- Born: 1829 North Shields, England
- Died: 13 November 1907 (aged 77–78) Dunedin, New Zealand
- Occupations: Brewer, merchant, public figure
- Known for: Brewing industry and business activity in Dunedin during the Otago gold rush era

= Maurice Joel =

Jewish brewer and businessman in New Zealand

Maurice Joel (1829 – 13 November 1907) was a prominent brewer and public figure in Dunedin, New Zealand.

Joel was born in North Shields, in northern England, one of seven children of Prussian-born Trytle Joel and his wife Jane Grace Joel (née Isaacs). His initial training was as an engraver. He formed a trading business with his brother, working mainly around the industrial cities of the north Midlands. In 1853 he emigrated to Australia, working as a gold buyer during the Victoria gold rush in Melbourne and Ballarat. With the advent of the Otago gold rush in 1861, he moved to Dunedin, where he continued in business, opening a general merchant store and also became interested in local politics.
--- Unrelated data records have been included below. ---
//! Dictionary-driven tokenizer
//!
//! Greedy longest-match segmentation over a prefix trie of dictionary
//! surfaces. Runs of characters with no dictionary entry are emitted as a
//! single token without a reading, so the output always covers the input.
//!
//! Dictionary format (UTF-8):
//!
//! ```text
//! # comment
//! 日本語	ニホンゴ
//! 食べる	タベル
//! ```

use std::collections::HashMap;
use std::path::Path;

use super::{Token, Tokenizer, TokenizerError};

#[derive(Debug, Default)]
struct TrieNode {
    children: HashMap<char, TrieNode>,
    /// Reading when a dictionary surface ends at this node
    reading: Option<String>,
}

/// Longest-match tokenizer over a surface → reading dictionary
#[derive(Debug, Default)]
pub struct LexiconTokenizer {
    root: TrieNode,
    entries: usize,
}

impl LexiconTokenizer {
    /// Create an empty tokenizer
    #[must_use]
    pub fn new() -> Self {
        Self::default()
    }

    /// Build from `(surface, reading)` pairs
    ///
    /// When a surface appears twice, the first reading wins.
    pub fn from_entries<I, S, R>(entries: I) -> Self
    where
        I: IntoIterator<Item = (S, R)>,
        S: AsRef<str>,
        R: Into<String>,
    {
        let mut tokenizer = Self::new();
        for (surface, reading) in entries {
            tokenizer.insert(surface.as_ref(), reading);
        }
        tokenizer
    }

    /// Parse a tab-separated dictionary
    ///
    /// # Errors
    ///
    /// Returns [`TokenizerError::Parse`] for a line without a tab separator
    /// and [`TokenizerError::Empty`] when no entries were found.
    pub fn parse(source: &str) -> Result<Self, TokenizerError> {
        let mut tokenizer = Self::new();

        for (idx, raw) in source.lines().enumerate() {
            let line = raw.trim_end_matches('\r');
            if line.trim().is_empty() || line.starts_with('#') {
                continue;
            }

            let Some((surface, reading)) = line.split_once('\t') else {
                return Err(TokenizerError::Parse {
                    line: idx + 1,
                    content: line.to_string(),
                });
            };

            if surface.is_empty() {
                return Err(TokenizerError::Parse {
                    line: idx + 1,
                    content: line.to_string(),
                });
            }

            tokenizer.insert(surface, reading.trim());
        }

        if tokenizer.entries == 0 {
            return Err(TokenizerError::Empty);
        }

        tracing::debug!(entries = tokenizer.entries, "Parsed tokenizer dictionary");
        Ok(tokenizer)
    }

    /// Load a dictionary file asynchronously
    ///
    /// # Errors
    ///
    /// Returns an error if the file cannot be read or parsed.
    pub async fn load(path: impl AsRef<Path>) -> Result<Self, TokenizerError> {
        let path = path.as_ref();
        let source = tokio::fs::read_to_string(path)
            .await
            .map_err(|e| TokenizerError::Read {
                path: path.to_path_buf(),
                source: e,
            })?;
        Self::parse(&source)
    }

    /// Number of dictionary entries
    #[must_use]
    pub fn len(&self) -> usize {
        self.entries
    }

    /// Whether the dictionary is empty
    #[must_use]
    pub fn is_empty(&self) -> bool {
        self.entries == 0
    }

    fn insert(&mut self, surface: &str, reading: impl Into<String>) {
        let mut node = &mut self.root;
        for ch in surface.chars() {
            node = node.children.entry(ch).or_default();
        }
        if node.reading.is_none() {
            let reading = reading.into();
            // An empty reading still marks the surface as a known word
            node.reading = Some(reading);
            self.entries += 1;
        }
    }

    /// Longest dictionary match starting at `start`: (end index, reading)
    fn longest_match(&self, chars: &[char], start: usize) -> Option<(usize, &str)> {
        let mut node = &self.root;
        let mut best = None;

        for (offset, ch) in chars[start..].iter().enumerate() {
            match node.children.get(ch) {
                Some(child) => {
                    node = child;
                    if let Some(reading) = &node.reading {
                        best = Some((start + offset + 1, reading.as_str()));
                    }
                }
                None => break,
            }
        }

        best
    }
}

impl Tokenizer for LexiconTokenizer {
    fn tokenize(&self, text: &str) -> Vec<Token> {
        let chars: Vec<char> = text.chars().collect();
        let mut tokens = Vec::new();
        let mut unknown = String::new();
        let mut pos = 0;

        while pos < chars.len() {
            if let Some((end, reading)) = self.longest_match(&chars, pos) {
                if !unknown.is_empty() {
                    tokens.push(Token::plain(std::mem::take(&mut unknown)));
                }
                let surface: String = chars[pos..end].iter().collect();
                if reading.is_empty() {
                    tokens.push(Token::plain(surface));
                } else {
                    tokens.push(Token::with_reading(surface, reading));
                }
                pos = end;
            } else {
                unknown.push(chars[pos]);
                pos += 1;
            }
        }

        if !unknown.is_empty() {
            tokens.push(Token::plain(unknown));
        }

        tokens
    }
}

#[cfg(test)]
mod tests {
    use super::*;

    fn sample() -> LexiconTokenizer {
        LexiconTokenizer::from_entries([
            ("日本", "ニホン"),
            ("日本語", "ニホンゴ"),
            ("勉強", "ベンキョウ"),
            ("する", "スル"),
        ])
    }

    fn surfaces(tokens: &[Token]) -> String {
        tokens.iter().map(|t| t.surface_form.as_str()).collect()
    }

    #[test]
    fn test_longest_match_wins() {
        let tokens = sample().tokenize("日本語");
        assert_eq!(tokens, vec![Token::with_reading("日本語", "ニホンゴ")]);
    }

    #[test]
    fn test_unknown_runs_are_merged() {
        let tokens = sample().tokenize("日本語を勉強する!");
        assert_eq!(
            tokens,
            vec![
                Token::with_reading("日本語", "ニホンゴ"),
                Token::plain("を"),
                Token::with_reading("勉強", "ベンキョウ"),
                Token::with_reading("する", "スル"),
                Token::plain("!"),
            ]
        );
    }

    #[test]
    fn test_covers_input_contiguously() {
        let input = "abc日本xyz日本語語";
        let tokens = sample().tokenize(input);
        assert_eq!(surfaces(&tokens), input);
    }

    #[test]
    fn test_empty_input() {
        assert!(sample().tokenize("").is_empty());
    }

    #[test]
    fn test_first_reading_wins() {
        let tokenizer = LexiconTokenizer::from_entries([("今日", "キョウ"), ("今日", "コンニチ")]);
        assert_eq!(tokenizer.len(), 1);
        assert_eq!(
            tokenizer.tokenize("今日"),
            vec![Token::with_reading("今日", "キョウ")]
        );
    }

    #[test]
    fn test_parse_dictionary() {
        let source = "# sample\n日本語\tニホンゴ\r\n\n食べる\tタベル\n";
        let tokenizer = LexiconTokenizer::parse(source).unwrap();
        assert_eq!(tokenizer.len(), 2);
        assert_eq!(
            tokenizer.tokenize("食べる"),
            vec![Token::with_reading("食べる", "タベル")]
        );
    }

    #[test]
    fn test_parse_rejects_malformed_line() {
        let err = LexiconTokenizer::parse("日本語 ニホンゴ").unwrap_err();
        assert!(matches!(err, TokenizerError::Parse { line: 1, .. }));
    }

    #[test]
    fn test_parse_rejects_empty_dictionary() {
        let err = LexiconTokenizer::parse("# nothing here\n\n").unwrap_err();
        assert!(matches!(err, TokenizerError::Empty));
    }

    #[tokio::test]
    async fn test_load_missing_file() {
        let err = LexiconTokenizer::load("/nonexistent/kaiwa/dict.tsv")
            .await
            .unwrap_err();
        assert!(matches!(err, TokenizerError::Read { .. }));
    }
}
During his first year in the city, he also helped found the Dunedin Jewish Congregation. From the 1860s through to the turn of the century he held several local political and public posts; he was on the committee of the 1889 New Zealand and South Seas Exhibition (1889), a member of the Otago Harbour Board, and a director of both an insurance company and a coal company. Joel's main business venture in Dunedin was as founder and owner of the Red Lion Brewery. As head of Red Lion, Joel had built one of Dunedin's most prominent public houses, the Captain Cook Tavern.
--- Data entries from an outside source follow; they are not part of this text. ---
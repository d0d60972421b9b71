//! Integration Test: Pure Rendering and Prompt Modules
//!
//! **Policy**: the modules that turn text into display segments, split
//! directives, compose prompts and drive the reveal are pure functions of
//! their inputs. They never touch the filesystem, the environment, the
//! network or the store, and never spawn tasks.

use architectural_enforcement::{read_production_lines, workspace_root, violation};

const PURE_MODULES: &[&str] = &[
    "core/src/script.rs",
    "core/src/reading.rs",
    "core/src/furigana.rs",
    "core/src/directive.rs",
    "core/src/expression.rs",
    "core/src/prompt.rs",
    "core/src/conversation.rs",
    "core/src/reveal.rs",
    "core/src/render.rs",
];

const FORBIDDEN: &[(&str, &str)] = &[
    ("std::fs", "Filesystem access"),
    ("tokio::fs", "Filesystem access"),
    ("std::env", "Environment access"),
    ("reqwest", "Network access"),
    ("crate::store", "Store access"),
    ("tokio::spawn", "Task spawning"),
    ("Instant::now", "Clock access"),
];

#[test]
fn test_pure_modules_have_no_side_effects() {
    let mut violations = Vec::new();

    for module in PURE_MODULES {
        let path = workspace_root().join(module);
        assert!(path.exists(), "missing module: {module}");

        for line in read_production_lines(&path) {
            for (pattern, what) in FORBIDDEN {
                if line.code.contains(pattern) {
                    violations.push(violation(&path, &line, what));
                }
            }
        }
    }

    if !violations.is_empty() {
        eprintln!("\nSide effects in pure modules:");
        for v in &violations {
            eprintln!("  {v}");
        }
        panic!("Found {} purity violation(s)", violations.len());
    }
}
In 1859, Joel married Katherine (Kate) Woolf, originally from Cape Town, Cape Colony. Together they had nine children, among them the artist Grace Joel and cricketer Louis Joel. Joel's grandson, Maurice Andrew Joel was a prominent barrister in Dunedin.

The Joels lived at Eden Bank House, a prominent structure in Regent Street, Dunedin North, before moving to Onslow Street in the south of the city where they lived until Joel's death in 1907. Joel is buried in the Jewish section of the Dunedin Southern Cemetery.